Red-stained walls are a common sight in cities all over India, but that would soon not be the case in government offices at least. Union Health Secretary Preeti Sudan in a letter to the chief secretaries of all states and union territories has asked to ensure that all government buildings and offices be made tobacco-free.
The letter states that the Union Ministry is willing to provide technical assistance to states for implementing this policy in order to protect public health. The initiative comes after the Ministry banned smoking and spitting tobacco in its own premises in Delhi and made it a strictly punishable offence.
The decision is being applauded by consumer forums. Ashim Sanyal, COO of Consumer VOICE told Northeast Now:
“Tobacco use is the leading single preventable cause of deaths worldwide…The second-hand smoke from cigarettes poses a risk to non-smokers, children and pregnant ladies as well. The decision will protect people from the menace of tobacco.”
Last year, the Uttar Pradesh government banned pan masala, ghutka or any kind of tobacco in all the government offices. The state government also banned the use of any form of tobacco at government schools colleges and government hospitals. In 2003, the Cigarettes and Other Tobacco Products Act (COPTA) prohibited the consumption of tobacco in public places. The ban was extended nationwide in 2008 and the act was also amended to ban the sale of tobacco-related products within 100 yards of educational institutions.

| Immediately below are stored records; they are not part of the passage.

//! Typed remote commands.
//!
//! Appliers never concatenate shell text. They describe read-only
//! [`Probe`]s and mutating [`Action`]s; a [`RemoteCommand`] batches any
//! number of either into a single `sh -c` invocation, so each resource kind
//! costs one round trip to query and one to apply. Every interpolated value
//! goes through [`quote`] or [`RemotePath::render`].

use base64::engine::general_purpose::STANDARD as BASE64;
use base64::Engine;
use shell_escape::unix::escape;
use std::borrow::Cow;
use std::fmt;

/// Quote a value as a single shell word.
pub fn quote(value: &str) -> String {
    escape(Cow::Borrowed(value)).into_owned()
}

fn quote_argv(argv: &[String]) -> String {
    argv.iter().map(|a| quote(a)).collect::<Vec<_>>().join(" ")
}

/// A path on the remote host. `~/`-relative paths are resolved against the
/// session user's `$HOME` at execution time.
#[derive(Debug, Clone, PartialEq, Eq, Hash, PartialOrd, Ord)]
pub struct RemotePath(String);

impl RemotePath {
    pub fn new(path: impl Into<String>) -> Self {
        Self(path.into())
    }

    pub fn as_str(&self) -> &str {
        &self.0
    }

    /// Sibling path with `suffix` appended to the file name.
    pub fn with_suffix(&self, suffix: &str) -> Self {
        Self(format!("{}{}", self.0, suffix))
    }

    /// Path relative to the login directory, as SFTP expects for `~/` paths.
    pub fn sftp_path(&self) -> &str {
        if self.0 == "~" {
            "."
        } else {
            self.0.strip_prefix("~/").unwrap_or(&self.0)
        }
    }

    /// Shell word for this path.
    pub fn render(&self) -> String {
        if self.0 == "~" {
            "\"$HOME\"".to_string()
        } else if let Some(rest) = self.0.strip_prefix("~/") {
            format!("\"$HOME\"/{}", quote(rest))
        } else {
            quote(&self.0)
        }
    }
}

impl fmt::Display for RemotePath {
    fn fmt(&self, f: &mut fmt::Formatter<'_>) -> fmt::Result {
        f.write_str(&self.0)
    }
}

impl From<&str> for RemotePath {
    fn from(s: &str) -> Self {
        Self::new(s)
    }
}

impl From<String> for RemotePath {
    fn from(s: String) -> Self {
        Self::new(s)
    }
}

/// A read-only check. Each probe prints exactly one line.
#[derive(Debug, Clone, PartialEq, Eq)]
pub enum Probe {
    /// `yes` / `no`
    Exists(RemotePath),
    /// sha256 hex of a regular file, or `absent`
    Digest(RemotePath),
    /// `yes` / `no`
    Executable(RemotePath),
    /// Fixed-string search: `yes` / `no` / `absent`
    Contains { path: RemotePath, needle: String },
    /// `present <base64>` / `absent`
    Read(RemotePath),
    /// Program on `PATH`: `yes` / `no`
    Which(String),
    /// `yes` / `no`
    Importable { interpreter: String, module: String },
    /// `present <base64>` / `absent`
    Setting { cli: Vec<String>, key: String },
    /// `present <base64>` (empty when no crontab is installed)
    Crontab,
    /// `yes` / `no`
    HttpOk { url: String },
}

According to Tobacco Atlas, almost 13% of all deaths in India in 2016 were caused by tobacco. Even though fewer people use smokeless tobacco on average in India than on average in medium-HDI countries, the use of smokeless tobacco indicates an ongoing public health challenge, including heightened levels of oral cancer. Despite a drop in the share of smokers, the number of tobacco-related deaths per day in India is 3,700, which are almost 154 per hour, according to the Global Adult Tobacco Survey 2016-17. The economic cost of tobacco in India amounts to over Rs 1,800 crore, which includes direct costs related to healthcare expenditures and indirect costs related to lost productivity due to early mortality and morbidity.